# What you will do:
Output the opening lines of the records exactly. End with the line that contains "are replaced. The".

# Stored data:
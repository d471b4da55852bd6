//! Analysis store trait
//!
//! Defines `AnalysisStore`, the persistence seam between the ingestion
//! pipeline and a backend. Implementors are responsible for:
//! - Upserting analysis results keyed by content fingerprint
//! - Serving record lookups by fingerprint and by storage folder
//! - Paginated listings of captures and of storage folders
//!
//! Reads never have side effects. Absence is reported as `Ok(None)`, not as an error.

use std::future::Future;

use crate::analysis::AnalysisResult;
use crate::error_handling::types::StorageError;
use crate::storage::types::{FolderOrder, PageRequest, PcapListing, PcapRecord, UploadMeta};

pub trait AnalysisStore: Send + Sync {
    /// Inserts the result, or updates the existing row with the same fingerprint.
    ///
    /// On update the name, size, summary and `updated_at` are replaced. The
    /// uploader and folder are only replaced when `meta` supplies them;
    /// `created_at` is never touched.
    fn upsert_analysis(
        &self,
        result: &AnalysisResult,
        meta: &UploadMeta,
    ) -> impl Future<Output = Result<PcapRecord, StorageError>> + Send;

    fn find_by_sha256(
        &self,
        sha256: &str,
    ) -> impl Future<Output = Result<Option<PcapRecord>, StorageError>> + Send;

    /// Listing owning the given storage folder.
    fn find_by_folder(
        &self,
        folder_name: &str,
    ) -> impl Future<Output = Result<Option<PcapListing>, StorageError>> + Send;

    /// Newest first by id.
    fn list_pcaps(
        &self,
        page: PageRequest,
    ) -> impl Future<Output = Result<Vec<PcapListing>, StorageError>> + Send;

    /// Records that own a storage folder, ordered by creation time.
    fn list_folders(
        &self,
        order: FolderOrder,
        limit: Option<u64>,
    ) -> impl Future<Output = Result<Vec<PcapListing>, StorageError>> + Send;

    fn latest_folder(
        &self,
    ) -> impl Future<Output = Result<Option<PcapListing>, StorageError>> + Send {
        async move {
            Ok(self
                .list_folders(FolderOrder::Desc, Some(1))
                .await?
                .into_iter()
                .next())
        }
    }

    fn oldest_folder(
        &self,
    ) -> impl Future<Output = Result<Option<PcapListing>, StorageError>> + Send {
        async move {
            Ok(self
                .list_folders(FolderOrder::Asc, Some(1))
                .await?
                .into_iter()
                .next())
        }
    }
}
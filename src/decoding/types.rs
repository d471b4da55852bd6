//! Common data types produced by the decoding subsystem.

use serde::{Deserialize, Serialize};

/// Address placeholder used when a frame carries no IP layer.
pub const UNKNOWN_ADDRESS: &str = "Unknown";

/// Protocol placeholder used when the decoder reports no protocol column.
pub const UNKNOWN_PROTOCOL: &str = "UNKNOWN";

/// One decoded frame, normalized from the decoder's per-frame layers.
#[derive(Debug, Clone, PartialEq, Serialize, Deserialize)]
pub struct PacketRecord {
    /// Frame number as reported by the decoder (1-based stream position when absent)
    pub no: u64,
    /// Capture timestamp, seconds since the epoch
    pub time: f64,
    pub source: String,
    pub destination: String,
    pub protocol: String,
    /// Frame length in bytes
    pub length: u64,
    /// Short transport summary, e.g. `TCP 1234->80 [SYN]`
    #[serde(default, skip_serializing_if = "Option::is_none")]
    pub info: Option<String>,
}

/// TCP flag bits in display order.
pub(crate) const TCP_FLAGS: [(u32, &str); 6] = [
    (0x02, "SYN"),
    (0x10, "ACK"),
    (0x04, "RST"),
    (0x01, "FIN"),
    (0x08, "PSH"),
    (0x20, "URG"),
];
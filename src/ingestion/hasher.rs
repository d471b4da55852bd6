use sha2::{Digest, Sha256};
use std::fs::File;
use std::io::{self, BufReader};
use std::path::Path;

const READ_BUFFER_SIZE: usize = 64 * 1024;

/// Lowercase hex SHA-256 of the file's bytes.
///
/// The file is streamed through a fixed-size buffer, so memory use does not
/// depend on the file size. Blocking; call it from `spawn_blocking` in async code.
pub fn sha256_file(path: &Path) -> io::Result<String> {
    let file = File::open(path)?;
    let mut reader = BufReader::with_capacity(READ_BUFFER_SIZE, file);
    let mut hasher = Sha256::new();
    io::copy(&mut reader, &mut hasher)?;
    Ok(hex::encode(hasher.finalize()))
}
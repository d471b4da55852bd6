use chrono::{DateTime, Utc};
use serde::Serialize;
use std::fmt;
use std::str::FromStr;

use crate::analysis::AnalysisResult;

pub const DEFAULT_PAGE_SIZE: u64 = 50;
pub const DEFAULT_FOLDER_LIMIT: u64 = 10;
pub const MAX_PAGE_SIZE: u64 = 200;

/// Out-of-band attributes attached to an ingestion.
#[derive(Debug, Clone, Default, PartialEq, Eq)]
pub struct UploadMeta {
    pub uploaded_by_id: Option<i64>,
    pub folder_name: Option<String>,
}

/// A stored analysis, summary included.
#[derive(Debug, Clone, PartialEq, Serialize)]
#[serde(rename_all = "camelCase")]
pub struct PcapRecord {
    pub id: i32,
    pub sha256: String,
    pub original_name: String,
    pub size: u64,
    pub summary: AnalysisResult,
    pub uploaded_by_id: Option<i64>,
    pub folder_name: Option<String>,
    pub created_at: DateTime<Utc>,
    pub updated_at: DateTime<Utc>,
}

/// A stored analysis without its summary payload.
#[derive(Debug, Clone, PartialEq, Eq, Serialize)]
#[serde(rename_all = "camelCase")]
pub struct PcapListing {
    pub id: i32,
    pub sha256: String,
    pub original_name: String,
    pub size: u64,
    pub uploaded_by_id: Option<i64>,
    pub folder_name: Option<String>,
    pub created_at: DateTime<Utc>,
    pub updated_at: DateTime<Utc>,
}

impl From<&PcapRecord> for PcapListing {
    fn from(record: &PcapRecord) -> Self {
        Self {
            id: record.id,
            sha256: record.sha256.clone(),
            original_name: record.original_name.clone(),
            size: record.size,
            uploaded_by_id: record.uploaded_by_id,
            folder_name: record.folder_name.clone(),
            created_at: record.created_at,
            updated_at: record.updated_at,
        }
    }
}

/// One page of the id-descending listing. `cursor` is an exclusive upper id bound.
#[derive(Debug, Clone, Copy, Default, PartialEq, Eq)]
pub struct PageRequest {
    pub limit: Option<u64>,
    pub cursor: Option<i32>,
}

impl PageRequest {
    pub fn effective_limit(&self) -> u64 {
        clamp_limit(self.limit, DEFAULT_PAGE_SIZE)
    }
}

/// Clamps a requested page size to `1..=MAX_PAGE_SIZE`, using `default` when absent.
pub fn clamp_limit(requested: Option<u64>, default: u64) -> u64 {
    requested.unwrap_or(default).clamp(1, MAX_PAGE_SIZE)
}

#[derive(Debug, Clone, Copy, Default, PartialEq, Eq)]
pub enum FolderOrder {
    Asc,
    #[default]
    Desc,
}

impl FromStr for FolderOrder {
    type Err = String;

    fn from_str(s: &str) -> Result<Self, Self::Err> {
        match s.to_ascii_lowercase().as_str() {
            "asc" | "oldest" => Ok(FolderOrder::Asc),
            "desc" | "latest" | "newest" => Ok(FolderOrder::Desc),
            other => Err(format!("unknown folder order '{}', expected asc or desc", other)),
        }
    }
}

impl fmt::Display for FolderOrder {
    fn fmt(&self, f: &mut fmt::Formatter<'_>) -> fmt::Result {
        match self {
            FolderOrder::Asc => write!(f, "asc"),
            FolderOrder::Desc => write!(f, "desc"),
        }
    }
}
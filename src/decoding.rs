//! Decoding subsystem
//!
//! Bridges the external `tshark` process and the rest of the pipeline.
//!
//! Components:
//! - `decoder`: resolves and runs the decoder, mapping spawn, exit-status,
//!   timeout and parse failures to distinct errors.
//! - `layers`: tolerant accessor over the decoder's per-frame JSON layers.
//! - `mapper`: turns decoder items into `PacketRecord`s, one per item.
//! - `types`: the `PacketRecord` type and its placeholder values.

pub mod decoder;
pub mod layers;
pub mod mapper;
pub mod types;

pub use decoder::TsharkDecoder;
pub use mapper::{map_packet, map_packets};
pub use types::{PacketRecord, UNKNOWN_ADDRESS, UNKNOWN_PROTOCOL};
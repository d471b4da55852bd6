use std::path::Path;

use crate::error_handling::types::ValidationError;

pub const ALLOWED_EXTENSIONS: [&str; 2] = ["pcap", "pcapng"];

/// Checks the declared name and size of an upload before anything touches disk.
pub fn validate_upload(original_name: &str, size: u64, max_bytes: u64) -> Result<(), ValidationError> {
    check_extension(original_name)?;
    if size > max_bytes {
        return Err(ValidationError::FileTooLarge { size, max_bytes });
    }
    Ok(())
}

/// Name-only half of `validate_upload`, usable before the file has been stat'd.
pub fn check_extension(original_name: &str) -> Result<(), ValidationError> {
    if has_capture_extension(original_name) {
        Ok(())
    } else {
        Err(ValidationError::UnsupportedExtension(original_name.to_string()))
    }
}

pub fn has_capture_extension(name: &str) -> bool {
    Path::new(name)
        .extension()
        .and_then(|ext| ext.to_str())
        .map(|ext| {
            ALLOWED_EXTENSIONS
                .iter()
                .any(|allowed| ext.eq_ignore_ascii_case(allowed))
        })
        .unwrap_or(false)
}
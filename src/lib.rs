pub mod analysis;
pub mod configuration;
pub mod decoding;
pub mod error_handling;
pub mod ingestion;
pub mod storage;

pub use analysis::AnalysisResult;
pub use configuration::Config;
pub use ingestion::{Ingestor, Upload};
pub use storage::{AnalysisStore, DatabaseStorage};
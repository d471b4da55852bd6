//! Traffic statistics over decoded packet records.

pub mod aggregator;
pub mod types;

pub use aggregator::{summarize, Aggregator};
pub use types::{AnalysisResult, TrafficSummary, PREVIEW_LIMIT, TOP_N};
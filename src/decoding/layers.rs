//! Tolerant field access over the decoder's JSON layer tree.
//!
//! tshark's `-T json` output nests every field under its protocol
//! (`layers.ip["ip.src"]`), wraps repeated fields in arrays, and older or
//! post-processed dumps sometimes flatten everything into the top-level
//! `layers` object. `Layers` hides those shapes: a lookup by dotted key
//! returns a single scalar or nothing, never an error.

use serde_json::{Map, Value};
use std::borrow::Cow;
use std::str::FromStr;

/// Read-only view over the `layers` object of one decoded frame.
#[derive(Debug, Clone, Copy)]
pub struct Layers<'a> {
    fields: Option<&'a Map<String, Value>>,
}

impl<'a> Layers<'a> {
    /// Locates `_source.layers` (tshark's shape), falling back to `layers`,
    /// and finally to an empty view.
    pub fn of(item: &'a Value) -> Self {
        let fields = item
            .pointer("/_source/layers")
            .and_then(Value::as_object)
            .or_else(|| item.get("layers").and_then(Value::as_object));
        Self { fields }
    }

    /// Returns the scalar stored under `key`.
    ///
    /// The flat key is tried first, then the same key inside the protocol
    /// namespace named by its first segment (`tcp.flags` inside `tcp`).
    pub fn get(&self, key: &str) -> Option<&'a Value> {
        let fields = self.fields?;
        if let Some(value) = fields.get(key).and_then(first_scalar) {
            return Some(value);
        }
        let namespace = key.split('.').next()?;
        let nested = fields.get(namespace).and_then(first_object)?;
        nested.get(key).and_then(first_scalar)
    }

    /// Text form of a field. Empty strings count as absent.
    pub fn text(&self, key: &str) -> Option<Cow<'a, str>> {
        match self.get(key)? {
            Value::String(s) if s.trim().is_empty() => None,
            Value::String(s) => Some(Cow::Borrowed(s.as_str())),
            Value::Number(n) => Some(Cow::Owned(n.to_string())),
            Value::Bool(b) => Some(Cow::Owned(b.to_string())),
            _ => None,
        }
    }

    /// Parses a field, yielding `None` when absent or malformed.
    pub fn parse<T: FromStr>(&self, key: &str) -> Option<T> {
        self.text(key)?.trim().parse().ok()
    }

    /// Whether the frame carries any field at all.
    pub fn is_empty(&self) -> bool {
        self.fields.map_or(true, Map::is_empty)
    }
}

fn first_scalar(value: &Value) -> Option<&Value> {
    match value {
        Value::Array(items) => items.first().filter(|v| !v.is_array() && !v.is_object()),
        Value::Object(_) | Value::Null => None,
        scalar => Some(scalar),
    }
}

fn first_object(value: &Value) -> Option<&Map<String, Value>> {
    match value {
        Value::Array(items) => items.first().and_then(Value::as_object),
        other => other.as_object(),
    }
}
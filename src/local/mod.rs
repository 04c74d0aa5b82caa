//! Offline demo account store.
//!
//! The demo build of the dashboard runs without a server; accounts and the
//! current-session marker live in JSON documents under the data directory,
//! the same shape the browser build keeps in local storage. Passwords here
//! are stored and compared in plaintext: this is the documented lower-trust
//! demo path, not a substitute for the server-mode hasher, and nothing in
//! it expires until sign-out or the files are deleted.
//!
//! Access is synchronous; the demo front end is a single event loop.

use serde::{de::DeserializeOwned, Deserialize, Serialize};
use std::fs;
use std::io;
use std::path::PathBuf;

use crate::api::validation::normalize_email;

const USERS_FILE: &str = "local_users.json";
const SESSION_FILE: &str = "local_session.json";

pub const DEMO_NAME: &str = "Demo Brand Manager";
pub const DEMO_EMAIL: &str = "demo@brand.com";
pub const DEMO_PASSWORD: &str = "demo123";

#[derive(Debug, Clone, PartialEq, Serialize, Deserialize)]
pub struct LocalAccount {
    pub full_name: String,
    pub email: String,
    pub password: String,
}

/// "Who is signed in on this device"; deliberately thinner than the
/// account record.
#[derive(Debug, Clone, PartialEq, Serialize, Deserialize)]
pub struct CurrentUser {
    pub full_name: String,
    pub email: String,
}

#[derive(Debug, thiserror::Error)]
pub enum LocalAuthError {
    #[error("Please fill in all fields.")]
    MissingFields,
    #[error("An account with this email already exists.")]
    EmailTaken,
    #[error("Invalid email or password.")]
    InvalidCredentials,
    #[error("Local storage error: {0}")]
    Storage(#[from] io::Error),
}

pub struct LocalStore {
    dir: PathBuf,
}

impl LocalStore {
    pub fn new(dir: impl Into<PathBuf>) -> Self {
        Self { dir: dir.into() }
    }

    /// A missing or unreadable document is the fallback value, exactly as a
    /// cleared browser store would be.
    fn load_json<T: DeserializeOwned>(&self, file: &str, fallback: T) -> T {
        match fs::read_to_string(self.dir.join(file)) {
            Ok(raw) => serde_json::from_str(&raw).unwrap_or(fallback),
            Err(_) => fallback,
        }
    }

    fn save_json<T: Serialize>(&self, file: &str, value: &T) -> io::Result<()> {
        let raw = serde_json::to_string_pretty(value).map_err(io::Error::other)?;
        fs::write(self.dir.join(file), raw)
    }

    pub fn accounts(&self) -> Vec<LocalAccount> {
        self.load_json(USERS_FILE, Vec::new())
    }

    fn save_accounts(&self, accounts: &[LocalAccount]) -> io::Result<()> {
        self.save_json(USERS_FILE, &accounts)
    }

    pub fn find_by_email(&self, email: &str) -> Option<LocalAccount> {
        let wanted = normalize_email(email);
        self.accounts()
            .into_iter()
            .find(|account| normalize_email(&account.email) == wanted)
    }

    pub fn current_user(&self) -> Option<CurrentUser> {
        self.load_json(SESSION_FILE, None)
    }

    fn set_current_user(&self, account: &LocalAccount) -> io::Result<()> {
        self.save_json(
            SESSION_FILE,
            &CurrentUser {
                full_name: account.full_name.clone(),
                email: account.email.clone(),
            },
        )
    }

    /// Create the demo account when the store is empty; a no-op once any
    /// account exists.
    pub fn seed_demo_account(&self) -> Result<(), LocalAuthError> {
        let mut accounts = self.accounts();
        if accounts.is_empty() {
            accounts.push(LocalAccount {
                full_name: DEMO_NAME.to_string(),
                email: DEMO_EMAIL.to_string(),
                password: DEMO_PASSWORD.to_string(),
            });
            self.save_accounts(&accounts)?;
        }
        Ok(())
    }

    pub fn sign_up(
        &self,
        full_name: &str,
        email: &str,
        password: &str,
    ) -> Result<CurrentUser, LocalAuthError> {
        let full_name = full_name.trim();
        let email = email.trim();
        if full_name.is_empty() || email.is_empty() || password.is_empty() {
            return Err(LocalAuthError::MissingFields);
        }
        if self.find_by_email(email).is_some() {
            return Err(LocalAuthError::EmailTaken);
        }

        let account = LocalAccount {
            full_name: full_name.to_string(),
            email: email.to_string(),
            password: password.to_string(),
        };
        let mut accounts = self.accounts();
        accounts.push(account.clone());
        self.save_accounts(&accounts)?;
        self.set_current_user(&account)?;

        Ok(CurrentUser {
            full_name: account.full_name,
            email: account.email,
        })
    }

    /// Plaintext comparison; unknown email and wrong password are the same
    /// failure.
    pub fn sign_in(&self, email: &str, password: &str) -> Result<CurrentUser, LocalAuthError> {
        let email = email.trim();
        if email.is_empty() || password.is_empty() {
            return Err(LocalAuthError::MissingFields);
        }

        let account = match self.find_by_email(email) {
            Some(account) if account.password == password => account,
            _ => return Err(LocalAuthError::InvalidCredentials),
        };

        self.set_current_user(&account)?;
        Ok(CurrentUser {
            full_name: account.full_name,
            email: account.email,
        })
    }

    pub fn sign_out(&self) -> Result<(), LocalAuthError> {
        match fs::remove_file(self.dir.join(SESSION_FILE)) {
            Ok(()) => Ok(()),
            Err(e) if e.kind() == io::ErrorKind::NotFound => Ok(()),
            Err(e) => Err(e.into()),
        }
    }
}

#[cfg(test)]
mod tests {
    use super::*;
    use tempfile::TempDir;

    fn store() -> (TempDir, LocalStore) {
        let dir = TempDir::new().unwrap();
        let store = LocalStore::new(dir.path());
        (dir, store)
    }

    #[test]
    fn test_seed_creates_exactly_one_demo_account() {
        let (_dir, store) = store();
        assert!(store.accounts().is_empty());

        store.seed_demo_account().unwrap();
        let accounts = store.accounts();
        assert_eq!(accounts.len(), 1);
        assert_eq!(accounts[0].email, DEMO_EMAIL);

        // Second seed is a no-op
        store.seed_demo_account().unwrap();
        assert_eq!(store.accounts().len(), 1);
    }

    #[test]
    fn test_seed_noop_when_accounts_exist() {
        let (_dir, store) = store();
        store.sign_up("Jordan Ray", "jordan@example.com", "pw").unwrap();

        store.seed_demo_account().unwrap();
        let accounts = store.accounts();
        assert_eq!(accounts.len(), 1);
        assert_eq!(accounts[0].email, "jordan@example.com");
    }

    #[test]
    fn test_demo_sign_in_and_out() {
        let (_dir, store) = store();
        store.seed_demo_account().unwrap();

        let user = store.sign_in(DEMO_EMAIL, DEMO_PASSWORD).unwrap();
        assert_eq!(user.full_name, DEMO_NAME);
        assert_eq!(store.current_user(), Some(user));

        store.sign_out().unwrap();
        assert_eq!(store.current_user(), None);

        // Signing out twice is fine
        store.sign_out().unwrap();
    }

    #[test]
    fn test_sign_in_failures_are_uniform() {
        let (_dir, store) = store();
        store.seed_demo_account().unwrap();

        let wrong_pw = store.sign_in(DEMO_EMAIL, "nope").unwrap_err();
        let no_user = store.sign_in("ghost@example.com", "demo123").unwrap_err();
        assert_eq!(wrong_pw.to_string(), no_user.to_string());
        assert!(store.current_user().is_none());
    }

    #[test]
    fn test_sign_up_sets_session_and_rejects_duplicates() {
        let (_dir, store) = store();

        let user = store
            .sign_up("Jordan Ray", "Jordan@Example.com", "secret")
            .unwrap();
        assert_eq!(store.current_user(), Some(user));

        // Duplicate modulo normalization
        let err = store
            .sign_up("Other", "  jordan@example.com ", "secret2")
            .unwrap_err();
        assert!(matches!(err, LocalAuthError::EmailTaken));

        let err = store.sign_up("", "x@example.com", "pw").unwrap_err();
        assert!(matches!(err, LocalAuthError::MissingFields));
    }

    #[test]
    fn test_plaintext_storage_is_intentional() {
        // The demo store holds the password verbatim; this documents the
        // lower-trust mode rather than accidentally relying on it.
        let (_dir, store) = store();
        store.seed_demo_account().unwrap();
        assert_eq!(store.accounts()[0].password, DEMO_PASSWORD);
    }

    #[test]
    fn test_corrupt_files_read_as_empty() {
        let (dir, store) = store();
        fs::write(dir.path().join(USERS_FILE), "{ not json").unwrap();
        fs::write(dir.path().join(SESSION_FILE), "[]").unwrap();

        assert!(store.accounts().is_empty());
        assert!(store.current_user().is_none());
    }
}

# Solution for this problem:
repository d471b4da55852bd6
//! Analysis store trait
//!
//! Defines `AnalysisStore`, the persistence seam between the ingestion
//! pipeline and a backend. Implementors are responsible for:
//! - Upserting analysis results keyed by content fingerprint
//! - Serving record lookups by fingerprint and by storage folder
//! - Paginated listings of captures and of storage folders
//!
//! Reads never have side effects. Absence is reported as `Ok(None)`, not as an error.

use std::future::Future;

use crate::analysis::AnalysisResult;
use crate::error_handling::types::StorageError;
use crate::storage::types::{FolderOrder, PageRequest, PcapListing, PcapRecord, UploadMeta};

pub trait AnalysisStore: Send + Sync {
    /// Inserts the result, or updates the existing row with the same fingerprint.
    ///
    /// On update the name, size, summary and `updated_at` are replaced. The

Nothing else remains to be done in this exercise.